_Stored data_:
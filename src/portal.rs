use std::collections::HashMap;
use std::sync::Arc;
use std::time::Duration;

use chrono::{DateTime, FixedOffset, Utc};
use once_cell::sync::Lazy;
use reqwest::cookie::Jar;
use reqwest::header::LOCATION;
use reqwest::redirect::Policy;
use scraper::{Html, Selector};
use serde::Deserialize;
use tracing::{debug, info};
use url::Url;

use crate::config::{Credentials, PortalEndpoints};
use crate::error::PortalError;
use crate::report::{self, AbsenceReport, ProgressDocument};

const REQUEST_TIMEOUT: Duration = Duration::from_secs(10);
// How much of an unexpected login page makes it into the error message.
const BODY_SNIPPET_LEN: usize = 500;

static FORM_SELECTOR: Lazy<Selector> =
    Lazy::new(|| Selector::parse("form").expect("static selector is valid"));
static INPUT_SELECTOR: Lazy<Selector> =
    Lazy::new(|| Selector::parse("input[name]").expect("static selector is valid"));

/// Client for the student portal: performs the identity-provider login and
/// walks the portal API down to the current period's progress document.
pub struct PortalClient {
    /// Follows redirects; used for the login page and all API calls.
    http: reqwest::Client,
    /// Redirects frozen so the credential POST's 302 Location can be read.
    no_redirect: reqwest::Client,
    endpoints: PortalEndpoints,
}

struct LoginForm {
    action: Option<String>,
    fields: HashMap<String, String>,
}

impl PortalClient {
    pub fn new(endpoints: PortalEndpoints) -> Result<Self, PortalError> {
        // Both clients share one cookie jar: the IdP ties the login POST to
        // the session cookie set when the form page is served.
        let jar = Arc::new(Jar::default());
        let http = reqwest::Client::builder()
            .cookie_provider(Arc::clone(&jar))
            .timeout(REQUEST_TIMEOUT)
            .build()?;
        let no_redirect = reqwest::Client::builder()
            .cookie_provider(jar)
            .redirect(Policy::none())
            .timeout(REQUEST_TIMEOUT)
            .build()?;

        Ok(Self {
            http,
            no_redirect,
            endpoints,
        })
    }

    /// Logs in through the identity provider and returns the access token.
    pub async fn login(&self, username: &str, password: &str) -> Result<String, PortalError> {
        let resp = self.http.get(&self.endpoints.auth_url).send().await?;
        let status = resp.status();
        let page_url = resp.url().clone();
        let body = resp.text().await?;

        if !status.is_success() {
            return Err(PortalError::UnexpectedStatus {
                context: "login page",
                status: status.as_u16(),
            });
        }

        let form = parse_login_form(&body).ok_or_else(|| PortalError::LoginFormMissing {
            status: status.as_u16(),
            url: page_url.to_string(),
            snippet: body_snippet(&body),
        })?;
        let action = form.action.ok_or(PortalError::FormActionMissing)?;
        let action_url = page_url
            .join(&action)
            .map_err(|_| PortalError::FormActionInvalid(action.clone()))?;

        let mut fields = form.fields;
        fields.insert("username".to_string(), username.to_string());
        fields.insert("password".to_string(), password.to_string());

        let post = self.no_redirect.post(action_url).form(&fields).send().await?;
        let status = post.status();
        let location = post
            .headers()
            .get(LOCATION)
            .and_then(|v| v.to_str().ok())
            .map(str::to_string);

        let location = match (status.as_u16(), location) {
            (302, Some(location)) => location,
            _ => return Err(PortalError::LoginRejected {
                status: status.as_u16(),
            }),
        };

        token_from_redirect(&location).ok_or(PortalError::TokenMissing)
    }

    /// The logged-in student's person UUID, from the `sameAs` field.
    pub async fn fetch_student_uuid(&self, token: &str) -> Result<String, PortalError> {
        let resp = self
            .http
            .get(self.endpoints.me_url())
            .bearer_auth(token)
            .send()
            .await?;
        let resp = check_status(resp, "users/me")?;
        let me: MeResponse = resp.json().await?;

        me.same_as
            .filter(|s| !s.is_empty())
            .ok_or(PortalError::MissingField {
                context: "users/me",
                field: "sameAs",
            })
    }

    /// Resolves the study profile to scrape. An explicit override wins;
    /// otherwise the academic review is scanned for the active profile whose
    /// registration number matches the login username.
    pub async fn resolve_study_profile(
        &self,
        token: &str,
        student_id: &str,
        username: &str,
        override_id: Option<&str>,
    ) -> Result<String, PortalError> {
        if let Some(id) = override_id {
            debug!("Using configured study profile {}", id);
            return Ok(id.to_string());
        }

        let resp = self
            .http
            .post(self.endpoints.academic_review_url(student_id))
            .bearer_auth(token)
            .json(&serde_json::json!({}))
            .send()
            .await?;
        let resp = check_status(resp, "academic-review")?;
        let review: AcademicReview = resp.json().await?;

        if review.profiles.is_empty() {
            return Err(PortalError::MissingField {
                context: "academic-review",
                field: "profiles",
            });
        }

        select_study_profile(&review.profiles, username).ok_or(PortalError::ProfileNotFound)
    }

    /// The period whose convergence window contains now, falling back to the
    /// period with the latest start date.
    pub async fn fetch_current_period_id(
        &self,
        token: &str,
        study_profile_id: &str,
    ) -> Result<String, PortalError> {
        let resp = self
            .http
            .get(self.endpoints.periods_url(study_profile_id))
            .bearer_auth(token)
            .send()
            .await?;
        let resp = check_status(resp, "periods")?;
        let periods: Vec<StudyPeriod> = resp.json().await?;

        select_current_period(&periods, Utc::now()).map(|p| p.id.clone())
    }

    pub async fn fetch_progress(
        &self,
        token: &str,
        period_id: &str,
    ) -> Result<ProgressDocument, PortalError> {
        let resp = self
            .http
            .get(self.endpoints.progress_url(period_id))
            .bearer_auth(token)
            .send()
            .await?;
        let resp = check_status(resp, "progress")?;
        Ok(resp.json().await?)
    }

    /// Runs the whole scrape: login, identity, profile, period, progress,
    /// then summarizes into the served report.
    pub async fn fetch_report(
        &self,
        credentials: &Credentials,
    ) -> Result<AbsenceReport, PortalError> {
        info!("Refreshing absence data from the portal");

        let token = self
            .login(&credentials.username, &credentials.password)
            .await?;
        let student_id = self.fetch_student_uuid(&token).await?;
        let study_profile_id = self
            .resolve_study_profile(
                &token,
                &student_id,
                &credentials.username,
                credentials.profile_override.as_deref(),
            )
            .await?;
        let period_id = self
            .fetch_current_period_id(&token, &study_profile_id)
            .await?;
        let progress = self.fetch_progress(&token, &period_id).await?;

        let absences = report::extract_absences(&progress);
        debug!("Extracted {} course absence entries", absences.len());

        Ok(report::summarize(&absences, Utc::now()))
    }
}

fn check_status(
    resp: reqwest::Response,
    context: &'static str,
) -> Result<reqwest::Response, PortalError> {
    let status = resp.status();
    if status.is_success() {
        Ok(resp)
    } else {
        Err(PortalError::UnexpectedStatus {
            context,
            status: status.as_u16(),
        })
    }
}

// Parsing happens in one synchronous pass so the non-Send DOM never lives
// across an await point.
fn parse_login_form(html: &str) -> Option<LoginForm> {
    let document = Html::parse_document(html);
    let form = document.select(&FORM_SELECTOR).next()?;

    let action = form.value().attr("action").map(str::to_string);
    let mut fields = HashMap::new();
    for input in form.select(&INPUT_SELECTOR) {
        let element = input.value();
        if let Some(name) = element.attr("name") {
            fields.insert(
                name.to_string(),
                element.attr("value").unwrap_or_default().to_string(),
            );
        }
    }

    Some(LoginForm { action, fields })
}

fn token_from_redirect(location: &str) -> Option<String> {
    let url = Url::parse(location).ok()?;
    let fragment = url.fragment()?;
    url::form_urlencoded::parse(fragment.as_bytes())
        .find(|(key, _)| key == "access_token")
        .map(|(_, value)| value.into_owned())
}

fn body_snippet(body: &str) -> String {
    body.chars()
        .take(BODY_SNIPPET_LEN)
        .collect::<String>()
        .replace('\n', " ")
}

#[derive(Deserialize)]
struct MeResponse {
    #[serde(rename = "sameAs", default)]
    same_as: Option<String>,
}

#[derive(Deserialize)]
struct AcademicReview {
    #[serde(default)]
    profiles: Vec<ReviewProfile>,
}

#[derive(Deserialize)]
#[serde(rename_all = "camelCase")]
struct ReviewProfile {
    #[serde(default)]
    id: Option<String>,
    #[serde(default)]
    active_profile: bool,
    #[serde(default)]
    study: ReviewStudy,
}

#[derive(Default, Deserialize)]
#[serde(rename_all = "camelCase")]
struct ReviewStudy {
    #[serde(default)]
    trainee_registration_number: Option<String>,
    #[serde(default)]
    assigned_profile_id: Option<String>,
}

fn select_study_profile(profiles: &[ReviewProfile], username: &str) -> Option<String> {
    for profile in profiles {
        if !profile.active_profile {
            continue;
        }
        if profile.study.trainee_registration_number.as_deref() != Some(username) {
            continue;
        }
        if let Some(id) = &profile.id {
            return Some(id.clone());
        }
        if let Some(id) = &profile.study.assigned_profile_id {
            return Some(id.clone());
        }
    }
    None
}

#[derive(Debug, Deserialize)]
#[serde(rename_all = "camelCase")]
struct StudyPeriod {
    id: String,
    #[serde(default)]
    academic_convergence: Option<AcademicConvergence>,
}

#[derive(Debug, Default, Deserialize)]
#[serde(rename_all = "camelCase")]
struct AcademicConvergence {
    #[serde(default)]
    date_from: Option<DateTime<FixedOffset>>,
    #[serde(default)]
    date_to: Option<DateTime<FixedOffset>>,
}

fn select_current_period(
    periods: &[StudyPeriod],
    now: DateTime<Utc>,
) -> Result<&StudyPeriod, PortalError> {
    for period in periods {
        let Some(conv) = &period.academic_convergence else {
            continue;
        };
        if let (Some(from), Some(to)) = (conv.date_from, conv.date_to) {
            if from.with_timezone(&Utc) <= now && now <= to.with_timezone(&Utc) {
                return Ok(period);
            }
        }
    }

    // Nothing contains now (e.g. between terms): latest start date wins,
    // with undated periods sorting earliest.
    periods
        .iter()
        .max_by_key(|p| {
            p.academic_convergence
                .as_ref()
                .and_then(|c| c.date_from)
                .map(|d| d.with_timezone(&Utc))
        })
        .ok_or(PortalError::NoPeriods)
}
pub const HEALTH_ROUTE: &str = "/health";
pub const VERSION_ROUTE: &str = "/version";
pub const ABSENCES_ROUTE: &str = "/absences";
use std::sync::Arc;
use std::time::{Duration, Instant};

use dashmap::DashMap;

const PRUNE_INTERVAL: Duration = Duration::from_secs(300);

/// Fixed-window per-client request limiter.
#[derive(Clone)]
pub struct RequestRateLimiter {
    limit: u64,
    window: Duration,
    buckets: Arc<DashMap<String, RateWindow>>,
}

struct RateWindow {
    start: Instant,
    count: u64,
}

impl RequestRateLimiter {
    pub fn new(limit: u64, window: Duration) -> Self {
        let buckets = Arc::new(DashMap::new());
        let buckets_clone = Arc::clone(&buckets);

        // Background pruning task: removes expired entries every 5 minutes
        tokio::spawn(async move {
            let mut interval = tokio::time::interval(PRUNE_INTERVAL);
            loop {
                interval.tick().await;
                if let Some(prune_before) = Instant::now().checked_sub(window * 2) {
                    buckets_clone.retain(|_, state: &mut RateWindow| state.start > prune_before);
                }
            }
        });

        Self {
            limit,
            window,
            buckets,
        }
    }

    pub fn try_acquire(&self, key: &str) -> bool {
        let now = Instant::now();

        let mut state = self.buckets.entry(key.to_string()).or_insert(RateWindow {
            start: now,
            count: 0,
        });

        if now.duration_since(state.start) >= self.window {
            state.start = now;
            state.count = 0;
        }

        if state.count < self.limit {
            state.count += 1;
            true
        } else {
            false
        }
    }
}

_Exercise_:
Starting at the first line of the records, print each line exactly, stopping after the line that contains "use url::Url;".

_Response area_:
filename src/portal.rs
use std::collections::HashMap;
use std::sync::Arc;
use std::time::Duration;

use chrono::{DateTime, FixedOffset, Utc};
use once_cell::sync::Lazy;
use reqwest::cookie::Jar;
use reqwest::header::LOCATION;
use reqwest::redirect::Policy;
use scraper::{Html, Selector};
use serde::Deserialize;
use tracing::{debug, info};
use url::Url;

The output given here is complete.